* **TASK GOAL**
What is needed is an exact copy of every entry.
━━━━
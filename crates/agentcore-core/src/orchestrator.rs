// Copyright (c) 2024-2026 Martin Schröder <info@swedishembedded.com>
//
// SPDX-License-Identifier: Apache-2.0
//! The Generation Orchestrator: drives one chat turn from a user message to
//! a final reply, looping through tool calls along the way.
//!
//! State machine: `IDLE -> RUNNING -> (GENERATING -> [TOOL_USING -> GENERATING]*)
//! -> FINISHED / CANCELLED / ERROR`. One orchestrator instance is bound to a
//! single session and runs at most one generation at a time; different
//! sessions get independent orchestrator instances.
use std::sync::atomic::{AtomicBool, Ordering};
use std::sync::Arc;

use tokio_util::sync::CancellationToken;
use uuid::Uuid;

use agentcore_history::HistoryStore;
use agentcore_memory::ChatMemory;
use agentcore_model::aggregator::Aggregator;
use agentcore_model::client::{CompletionClient, GenerateOutcome};
use agentcore_model::config::{CompletionParams, ModelConfig, SupportedChatModel};
use agentcore_model::message::{Message, Metadata, SystemMessage};
use agentcore_model::tokenizer::{check_usage_drift, messages_tokens, model_tokens, tokens_cost, tools_tokens};
use agentcore_tools::Executor;

use crate::error::ModelError;
use crate::events::{AgentEvent, EventBus};

/// Extra tokens reserved for the reply when sizing the prompt window, passed
/// straight through to [`ChatMemory::prompt_window`].
const DEFAULT_REPLY_RESERVATION: u32 = 512;

pub struct Orchestrator<S: HistoryStore> {
    session: String,
    memory: Arc<ChatMemory<S>>,
    client: Arc<CompletionClient>,
    tools: Arc<Executor>,
    model: ModelConfig,
    chat_model: SupportedChatModel,
    reply_reservation: u32,
    running: AtomicBool,
}

impl<S: HistoryStore> Orchestrator<S> {
    pub fn new(
        session: impl Into<String>,
        memory: Arc<ChatMemory<S>>,
        client: Arc<CompletionClient>,
        tools: Arc<Executor>,
        model: ModelConfig,
        chat_model: SupportedChatModel,
    ) -> Self {
        Self {
            session: session.into(),
            memory,
            client,
            tools,
            model,
            chat_model,
            reply_reservation: DEFAULT_REPLY_RESERVATION,
            running: AtomicBool::new(false),
        }
    }

    /// Run one turn starting from `user_message`. Returns `Ok(Some(reply))`
    /// on a normal finish, `Ok(None)` if the run was cancelled before a
    /// reply was produced (partial history is retained either way), and
    /// `Err` on an unrecoverable failure.
    pub async fn run(
        &self,
        user_message: Message,
        bus: &EventBus,
        cancel: &CancellationToken,
    ) -> Result<Option<Message>, ModelError> {
        if self.running.swap(true, Ordering::SeqCst) {
            return Err(ModelError::AlreadyRunning);
        }
        let result = self.run_inner(user_message, bus, cancel).await;
        self.running.store(false, Ordering::SeqCst);

        match result {
            Ok(outcome) => Ok(outcome),
            Err(ModelError::Handler(msg)) => Err(ModelError::Handler(msg)),
            Err(e) => {
                let _ = bus.fire(AgentEvent::ModelError(e.to_string())).await;
                Err(ModelError::Generation(format!("failed to generate a reply: {e}")))
            }
        }
    }

    async fn run_inner(
        &self,
        user_message: Message,
        bus: &EventBus,
        cancel: &CancellationToken,
    ) -> Result<Option<Message>, ModelError> {
        bus.fire(AgentEvent::ModelRun(user_message.clone())).await?;
        self.memory.append(&self.session, user_message).await?;

        loop {
            let window = self
                .memory
                .prompt_window(&self.session, &self.chat_model, self.reply_reservation)
                .await?;

            let mut context = Vec::with_capacity(window.len() + 1);
            if let Some(prompt) = &self.model.system_prompt {
                context.push(Message::System(SystemMessage {
                    id: "system-prompt".to_string(),
                    author: "system".to_string(),
                    metadata: Metadata::default(),
                    pinned: true,
                    content: prompt.clone(),
                    created_at: chrono::Utc::now(),
                }));
            }
            context.extend(window);

            let tool_schemas = self.tools.schemas();
            bus.fire(AgentEvent::ModelStart {
                config: self.model.clone(),
                context: context.clone(),
                tools: tool_schemas.clone(),
            })
            .await?;

            let params = CompletionParams {
                messages: context.clone(),
                tools: tool_schemas.clone(),
                config: self.model.clone(),
            };
            let (chunks, was_cancelled) = match self.client.generate(&params, cancel).await? {
                GenerateOutcome::Completed(chunks) => (chunks, false),
                GenerateOutcome::Cancelled(chunks) => (chunks, true),
            };
            if was_cancelled && chunks.is_empty() {
                bus.fire(AgentEvent::ModelInterrupt()).await?;
                return Ok(None);
            }

            let mut aggregator = Aggregator::new();
            if self.model.streaming {
                for chunk in chunks {
                    aggregator.add(chunk.clone());
                    bus.fire(AgentEvent::ModelGeneration { chunk: Some(chunk), snapshot: None }).await?;
                }
            } else {
                for chunk in chunks {
                    aggregator.add(chunk);
                }
            }
            if was_cancelled {
                aggregator.cancel();
            }

            let reply_id = Uuid::new_v4().to_string();
            let Some(reply) = aggregator.reply("assistant", reply_id) else {
                return Err(ModelError::Generation("model returned an empty reply".to_string()));
            };

            if !self.model.streaming {
                bus.fire(AgentEvent::ModelGeneration { chunk: None, snapshot: Some(reply.clone()) }).await?;
            }

            let has_tools = !tool_schemas.is_empty();
            let prompt_tokens = messages_tokens(&context) as i64;
            let toolset_tokens = tools_tokens(&tool_schemas) as i64;
            let generated_tokens = model_tokens(&reply, has_tools);
            let cost = tokens_cost(prompt_tokens + toolset_tokens, &self.chat_model, false)
                + tokens_cost(generated_tokens, &self.chat_model, true);
            let (reported_prompt, reported_reply) = aggregator.reported_usage();
            check_usage_drift("prompt_tokens", prompt_tokens.max(0) as usize, reported_prompt);
            check_usage_drift("reply_tokens", generated_tokens.max(0) as usize, reported_reply);
            let reply = with_usage(reply, prompt_tokens, generated_tokens, cost);

            bus.fire(AgentEvent::ModelEnd(reply.clone())).await?;
            self.memory.append(&self.session, reply.clone()).await?;

            if was_cancelled {
                bus.fire(AgentEvent::ModelInterrupt()).await?;
                return Ok(None);
            }

            if let Message::ToolUsage(tool_usage) = &reply {
                bus.fire(AgentEvent::ToolUse(tool_usage.clone())).await?;
                let tool_result = self.tools.execute(tool_usage).await;
                bus.fire(AgentEvent::ToolResult(tool_result.clone())).await?;
                self.memory.append(&self.session, Message::ToolResult(tool_result)).await?;
                continue;
            }

            bus.fire(AgentEvent::ModelReply(reply.clone())).await?;
            return Ok(Some(reply));
        }
    }
}

/// Stamp computed token/cost metrics onto the aggregated reply. Provider-
/// reported usage, when present on the wire, is compared against these
/// computed counts by [`check_usage_drift`] just before this call — never
/// preferred over them.
fn with_usage(reply: Message, prompt_tokens: i64, generated_tokens: i64, cost: f64) -> Message {
    let prompt_tokens = prompt_tokens.max(0) as u32;
    let reply_tokens = generated_tokens.max(0) as u32;
    match reply {
        Message::Assistant(mut m) => {
            m.usage.prompt_tokens = prompt_tokens;
            m.usage.reply_tokens = reply_tokens;
            m.usage.cost = cost;
            Message::Assistant(m)
        }
        Message::ToolUsage(mut m) => {
            m.usage.prompt_tokens = prompt_tokens;
            m.usage.reply_tokens = reply_tokens;
            m.usage.cost = cost;
            Message::ToolUsage(m)
        }
        other => other,
    }
}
━━━━
* **SOLUTION TO THE PROBLEM**
filename crates/agentcore-core/src/orchestrator.rs
// Copyright (c) 2024-2026 Martin Schröder <info@swedishembedded.com>
//
// SPDX-License-Identifier: Apache-2.0
//! The Generation Orchestrator: drives one chat turn from a user message to
//! a final reply, looping through tool calls along the way.
//!
//! State machine: `IDLE -> RUNNING -> (GENERATING -> [TOOL_USING -> GENERATING]*)
//! -> FINISHED / CANCELLED / ERROR`. One orchestrator instance is bound to a
//! single session and runs at most one generation at a time; different
//! sessions get independent orchestrator instances.
use std::sync::atomic::{AtomicBool, Ordering};
use std::sync::Arc;

use tokio_util::sync::CancellationToken;
use uuid::Uuid;

use agentcore_history::HistoryStore;
use agentcore_memory::ChatMemory;
use agentcore_model::aggregator::Aggregator;
use agentcore_model::client::{CompletionClient, GenerateOutcome};
use agentcore_model::config::{CompletionParams, ModelConfig, SupportedChatModel};
use agentcore_model::message::{Message, Metadata, SystemMessage};
use agentcore_model::tokenizer::{check_usage_drift, messages_tokens, model_tokens, tokens_cost, tools_tokens};
use agentcore_tools::Executor;

use crate::error::ModelError;
use crate::events::{AgentEvent, EventBus};

/// Extra tokens reserved for the reply when sizing the prompt window, passed
/// straight through to [`ChatMemory::prompt_window`].
const DEFAULT_REPLY_RESERVATION: u32 = 512;

pub struct Orchestrator<S: HistoryStore> {
    session: String,
    memory: Arc<ChatMemory<S>>,
    client: Arc<CompletionClient>,
    tools: Arc<Executor>,
    model: ModelConfig,
    chat_model: SupportedChatModel,
    reply_reservation: u32,
    running: AtomicBool,
}

impl<S: HistoryStore> Orchestrator<S> {
    pub fn new(
        session: impl Into<String>,
        memory: Arc<ChatMemory<S>>,
        client: Arc<CompletionClient>,
        tools: Arc<Executor>,
        model: ModelConfig,
        chat_model: SupportedChatModel,
    ) -> Self {
        Self {
            session: session.into(),
            memory,
            client,
            tools,
            model,
            chat_model,
            reply_reservation: DEFAULT_REPLY_RESERVATION,
            running: AtomicBool::new(false),
        }
    }

    /// Run one turn starting from `user_message`. Returns `Ok(Some(reply))`
    /// on a normal finish, `Ok(None)` if the run was cancelled before a
    /// reply was produced (partial history is retained either way), and
    /// `Err` on an unrecoverable failure.
    pub async fn run(
        &self,
        user_message: Message,
        bus: &EventBus,
        cancel: &CancellationToken,
    ) -> Result<Option<Message>, ModelError> {
        if self.running.swap(true, Ordering::SeqCst) {
            return Err(ModelError::AlreadyRunning);
        }
        let result = self.run_inner(user_message, bus, cancel).await;
        self.running.store(false, Ordering::SeqCst);

        match result {
            Ok(outcome) => Ok(outcome),
            Err(ModelError::Handler(msg)) => Err(ModelError::Handler(msg)),
            Err(e) => {
                let _ = bus.fire(AgentEvent::ModelError(e.to_string())).await;
                Err(ModelError::Generation(format!("failed to generate a reply: {e}")))
            }
        }
    }

    async fn run_inner(
        &self,
        user_message: Message,
        bus: &EventBus,
        cancel: &CancellationToken,
    ) -> Result<Option<Message>, ModelError> {
        bus.fire(AgentEvent::ModelRun(user_message.clone())).await?;
        self.memory.append(&self.session, user_message).await?;

        loop {
            let window = self
                .memory
                .prompt_window(&self.session, &self.chat_model, self.reply_reservation)
                .await?;

            let mut context = Vec::with_capacity(window.len() + 1);
            if let Some(prompt) = &self.model.system_prompt {
                context.push(Message::System(SystemMessage {
                    id: "system-prompt".to_string(),
                    author: "system".to_string(),
                    metadata: Metadata::default(),
                    pinned: true,
                    content: prompt.clone(),
                    created_at: chrono::Utc::now(),
                }));
            }
            context.extend(window);

            let tool_schemas = self.tools.schemas();
            bus.fire(AgentEvent::ModelStart {
                config: self.model.clone(),
                context: context.clone(),
                tools: tool_schemas.clone(),
            })
            .await?;

            let params = CompletionParams {
                messages: context.clone(),
                tools: tool_schemas.clone(),
                config: self.model.clone(),
            };
            let (chunks, was_cancelled) = match self.client.generate(&params, cancel).await? {
                GenerateOutcome::Completed(chunks) => (chunks, false),
                GenerateOutcome::Cancelled(chunks) => (chunks, true),
            };
            if was_cancelled && chunks.is_empty() {
                bus.fire(AgentEvent::ModelInterrupt()).await?;
                return Ok(None);
            }

            let mut aggregator = Aggregator::new();
            if self.model.streaming {
                for chunk in chunks {
                    aggregator.add(chunk.clone());
                    bus.fire(AgentEvent::ModelGeneration { chunk: Some(chunk), snapshot: None }).await?;
                }
            } else {
                for chunk in chunks {
                    aggregator.add(chunk);
                }
            }
            if was_cancelled {
                aggregator.cancel();
            }

            let reply_id = Uuid::new_v4().to_string();
            let Some(reply) = aggregator.reply("assistant", reply_id) else {
                return Err(ModelError::Generation("model returned an empty reply".to_string()));
            };

            if !self.model.streaming {
                bus.fire(AgentEvent::ModelGeneration { chunk: None, snapshot: Some(reply.clone()) }).await?;
            }

            let has_tools = !tool_schemas.is_empty();
            let prompt_tokens = messages_tokens(&context) as i64;
            let toolset_tokens = tools_tokens(&tool_schemas) as i64;
            let generated_tokens = model_tokens(&reply, has_tools);
            let cost = tokens_cost(prompt_tokens + toolset_tokens, &self.chat_model, false)
                + tokens_cost(generated_tokens, &self.chat_model, true);
            let (reported_prompt, reported_reply) = aggregator.reported_usage();
            check_usage_drift("prompt_tokens", prompt_tokens.max(0) as usize, reported_prompt);
            check_usage_drift("reply_tokens", generated_tokens.max(0) as usize, reported_reply);
            let reply = with_usage(reply, prompt_tokens, generated_tokens, cost);

            bus.fire(AgentEvent::ModelEnd(reply.clone())).await?;
            self.memory.append(&self.session, reply.clone()).await?;

            if was_cancelled {
                bus.fire(AgentEvent::ModelInterrupt()).await?;
                return Ok(None);
            }

            if let Message::ToolUsage(tool_usage) = &reply {
                bus.fire(AgentEvent::ToolUse(tool_usage.clone())).await?;
                let tool_result = self.tools.execute(tool_usage).await;
                bus.fire(AgentEvent::ToolResult(tool_result.clone())).await?;
                self.memory.append(&self.session, Message::ToolResult(tool_result)).await?;
                continue;
            }

            bus.fire(AgentEvent::ModelReply(reply.clone())).await?;
            return Ok(Some(reply));
        }
    }
}

/// Stamp computed token/cost metrics onto the aggregated reply. Provider-
/// reported usage, when present on the wire, is compared against these
/// computed counts by [`check_usage_drift`] just before this call — never
/// preferred over them.
fn with_usage(reply: Message, prompt_tokens: i64, generated_tokens: i64, cost: f64) -> Message {
    let prompt_tokens = prompt_tokens.max(0) as u32;
    let reply_tokens = generated_tokens.max(0) as u32;
    match reply {
        Message::Assistant(mut m) => {
            m.usage.prompt_tokens = prompt_tokens;
            m.usage.reply_tokens = reply_tokens;
            m.usage.cost = cost;
            Message::Assistant(m)
        }
        Message::ToolUsage(mut m) => {
            m.usage.prompt_tokens = prompt_tokens;
            m.usage.reply_tokens = reply_tokens;
            m.usage.cost = cost;
            Message::ToolUsage(m)
        }
        other => other,
    }
}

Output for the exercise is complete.